Even if Trump does get the Republican nomination, the only effect might be to destroy Abraham Lincoln’s party forever, and the Democratic candidate, almost whoever it is, will win by an historic landslide. And for those who need the bogeyman of a possible Trump presidency in order to maintain that delicious feeling of justified outrage, so what if Trump becomes president? That is not the end of the world, or even close to it. The first thing every American president learns is how little he is able to do, and President Trump will be in office for four years, with a Congress in which both parties despise him, and he will accomplish nothing, after which he will exit office with among the lowest popularity ratings ever recorded.

And about that wall, how many times have we heard our liberal friends threaten that if Trump becomes president they will give up their US citizenship and move to Canada? What idiots. In the incredibly unlikely circumstance that Trump becomes president, the very first decision he will make, because he has no choice but to make it, and probably the last he will ever implement, is to build the wall between Mexico and the United States that he has promised. But anyone whose has followed Trump’s business career knows damn well what will happen. He will indeed build the wall, but inevitably he’ll build it on the wrong side of the country – perhaps out of incompetency or perhaps because there is a lot more money to be made with a longer wall. Those liberal idiots can talk all they want about going to Canada, but they won’t be able to get there. There’ll be Trump’s wall in the way.
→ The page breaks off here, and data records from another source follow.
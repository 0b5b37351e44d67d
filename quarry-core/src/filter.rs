//! Typed filter expressions.
//!
//! A [`FilterExpr`] is the structured form of "which records match". Leaf
//! conditions compare one field against an already-coerced value; `And`/`Or`
//! combine children; `Text` is a full-text predicate over the collection's
//! searchable fields. The empty conjunction is the always-true filter.

use crate::value::FieldValue;
use serde::Serialize;

/// Filter operator for field comparisons.
#[derive(Debug, Clone, Copy, PartialEq, Eq, Hash, Serialize)]
#[serde(rename_all = "lowercase")]
pub enum FilterOperator {
    /// Equal to
    Eq,
    /// Not equal to
    Ne,
    /// Greater than
    Gt,
    /// Greater than or equal
    Gte,
    /// Less than
    Lt,
    /// Less than or equal
    Lte,
    /// In list of values
    In,
    /// Not in list of values
    Nin,
    /// Matches regular expression
    Regex {
        #[serde(rename = "caseInsensitive")]
        case_insensitive: bool,
    },
    /// Field presence (value is a boolean)
    Exists,
}

impl FilterOperator {
    /// Whether this is one of gt/gte/lt/lte.
    pub fn is_range(&self) -> bool {
        matches!(
            self,
            FilterOperator::Gt | FilterOperator::Gte | FilterOperator::Lt | FilterOperator::Lte
        )
    }

    /// Operator keyword as written in query mappings.
    pub fn keyword(&self) -> &'static str {
        match self {
            FilterOperator::Eq => "eq",
            FilterOperator::Ne => "ne",
            FilterOperator::Gt => "gt",
            FilterOperator::Gte => "gte",
            FilterOperator::Lt => "lt",
            FilterOperator::Lte => "lte",
            FilterOperator::In => "in",
            FilterOperator::Nin => "nin",
            FilterOperator::Regex { .. } => "regex",
            FilterOperator::Exists => "exists",
        }
    }
}

/// Leaf predicate: `field <operator> value`.
#[derive(Debug, Clone, PartialEq, Serialize)]
pub struct FilterCondition {
    /// Field to filter on (dotted paths allowed)
    pub field: String,
    /// Operator to apply
    pub operator: FilterOperator,
    /// Value to compare against, already type-coerced
    pub value: FieldValue,
}

/// Filter expression tree.
#[derive(Debug, Clone, PartialEq, Serialize)]
#[serde(rename_all = "lowercase")]
pub enum FilterExpr {
    Condition(FilterCondition),
    And(Vec<FilterExpr>),
    Or(Vec<FilterExpr>),
    /// Full-text search over the searchable fields of a collection.
    Text(String),
}

impl Default for FilterExpr {
    fn default() -> Self {
        Self::always()
    }
}

impl FilterExpr {
    /// The always-true filter.
    pub fn always() -> Self {
        FilterExpr::And(Vec::new())
    }

    pub fn is_always(&self) -> bool {
        matches!(self, FilterExpr::And(children) if children.is_empty())
    }

    /// Create a leaf condition.
    pub fn condition(
        field: impl Into<String>,
        operator: FilterOperator,
        value: impl Into<FieldValue>,
    ) -> Self {
        FilterExpr::Condition(FilterCondition {
            field: field.into(),
            operator,
            value: value.into(),
        })
    }

    pub fn eq(field: impl Into<String>, value: impl Into<FieldValue>) -> Self {
        Self::condition(field, FilterOperator::Eq, value)
    }

    pub fn ne(field: impl Into<String>, value: impl Into<FieldValue>) -> Self {
        Self::condition(field, FilterOperator::Ne, value)
    }

    pub fn gt(field: impl Into<String>, value: impl Into<FieldValue>) -> Self {
        Self::condition(field, FilterOperator::Gt, value)
    }

    pub fn gte(field: impl Into<String>, value: impl Into<FieldValue>) -> Self {
        Self::condition(field, FilterOperator::Gte, value)
    }

    pub fn lt(field: impl Into<String>, value: impl Into<FieldValue>) -> Self {
        Self::condition(field, FilterOperator::Lt, value)
    }

    pub fn lte(field: impl Into<String>, value: impl Into<FieldValue>) -> Self {
        Self::condition(field, FilterOperator::Lte, value)
    }

    pub fn in_list(field: impl Into<String>, values: Vec<FieldValue>) -> Self {
        Self::condition(field, FilterOperator::In, FieldValue::Array(values))
    }

    pub fn not_in(field: impl Into<String>, values: Vec<FieldValue>) -> Self {
        Self::condition(field, FilterOperator::Nin, FieldValue::Array(values))
    }

    /// Case-insensitive unless `case_insensitive` is false.
    pub fn regex(field: impl Into<String>, pattern: impl Into<String>, case_insensitive: bool) -> Self {
        Self::condition(
            field,
            FilterOperator::Regex { case_insensitive },
            FieldValue::String(pattern.into()),
        )
    }

    pub fn exists(field: impl Into<String>, present: bool) -> Self {
        Self::condition(field, FilterOperator::Exists, FieldValue::Bool(present))
    }

    pub fn text(query: impl Into<String>) -> Self {
        FilterExpr::Text(query.into())
    }

    /// Conjoin two filters, flattening nested conjunctions and dropping
    /// always-true operands.
    pub fn and(self, other: FilterExpr) -> FilterExpr {
        match (self, other) {
            (a, b) if b.is_always() => a,
            (a, b) if a.is_always() => b,
            (FilterExpr::And(mut left), FilterExpr::And(right)) => {
                left.extend(right);
                FilterExpr::And(left)
            }
            (FilterExpr::And(mut left), b) => {
                left.push(b);
                FilterExpr::And(left)
            }
            (a, FilterExpr::And(mut right)) => {
                right.insert(0, a);
                FilterExpr::And(right)
            }
            (a, b) => FilterExpr::And(vec![a, b]),
        }
    }

    /// Disjoin two filters.
    pub fn or(self, other: FilterExpr) -> FilterExpr {
        match self {
            FilterExpr::Or(mut children) => {
                children.push(other);
                FilterExpr::Or(children)
            }
            first => FilterExpr::Or(vec![first, other]),
        }
    }

    /// Conjoin every filter in `filters`.
    pub fn all(filters: impl IntoIterator<Item = FilterExpr>) -> FilterExpr {
        filters.into_iter().fold(FilterExpr::always(), FilterExpr::and)
    }

    /// Leaf conditions of a pure conjunction, or `None` when the tree has
    /// disjunctions or text predicates.
    pub fn conjunctive_conditions(&self) -> Option<Vec<&FilterCondition>> {
        match self {
            FilterExpr::Condition(c) => Some(vec![c]),
            FilterExpr::And(children) => {
                let mut out = Vec::new();
                for child in children {
                    out.extend(child.conjunctive_conditions()?);
                }
                Some(out)
            }
            FilterExpr::Or(_) | FilterExpr::Text(_) => None,
        }
    }
}
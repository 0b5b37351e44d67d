//! Quarry Query - Query Translation, Pipelines and Pagination
//!
//! Turns HTTP query-string style parameters into typed filters and stage
//! pipelines, runs them against a [`quarry_storage::DocumentStore`] and
//! returns `{ data, pagination }` results.
//!
//! - [`QuerySpec`]: parsed query input with the reserved control keys split
//!   out
//! - [`FilterTranslator`]: query parameters to [`quarry_core::FilterExpr`]
//! - [`QueryBuilder`]: simple mode, one scan plus one count
//! - [`PipelineBuilder`]: aggregation mode with joins, computed fields and
//!   projections

pub mod pipeline;
pub mod query;
pub mod query_spec;
pub mod result;
pub mod translator;

pub use pipeline::PipelineBuilder;
pub use query::QueryBuilder;
pub use query_spec::{is_reserved, QuerySpec, RawValue, RESERVED_KEYS};
pub use result::QueryResult;
pub use translator::{is_identifier_field, FilterTranslator, REGEX_OPTIONS_KEY};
P.S. I don’t really write about political events on my blog, but after a discussion about Trump with an English friend during one of my business trips, I wrote this on the flight home with some vague idea of perhaps submitting it to some publication. However I didn’t want to spend too much time on this as I am swamped with other commitments and so have decided to publish it here. By the way I wrote this just before the horrible events Tuesday in Belgium, which reminded me that while I dismiss the chances of Trump ever making president, or even of lasting much longer as a candidate, there is a fly in the ointment that will give him a few more weeks purchase. Terrorist organizations seem to know that we are in a period of elections in the US and Europe, and that to the extent that they can affect the election process in the West – and clearly they can – they must do what they can to ensure that the extreme parties of the right perform well. The two are in a self-reinforcing loop. The awful events in Brussels will not only strengthen Donald Trump, Marine Le Pen, Vladimir Putin and a host of others, but their increased strength will raise the number of domestic recruits for terrorist organizations. It is a maddening process.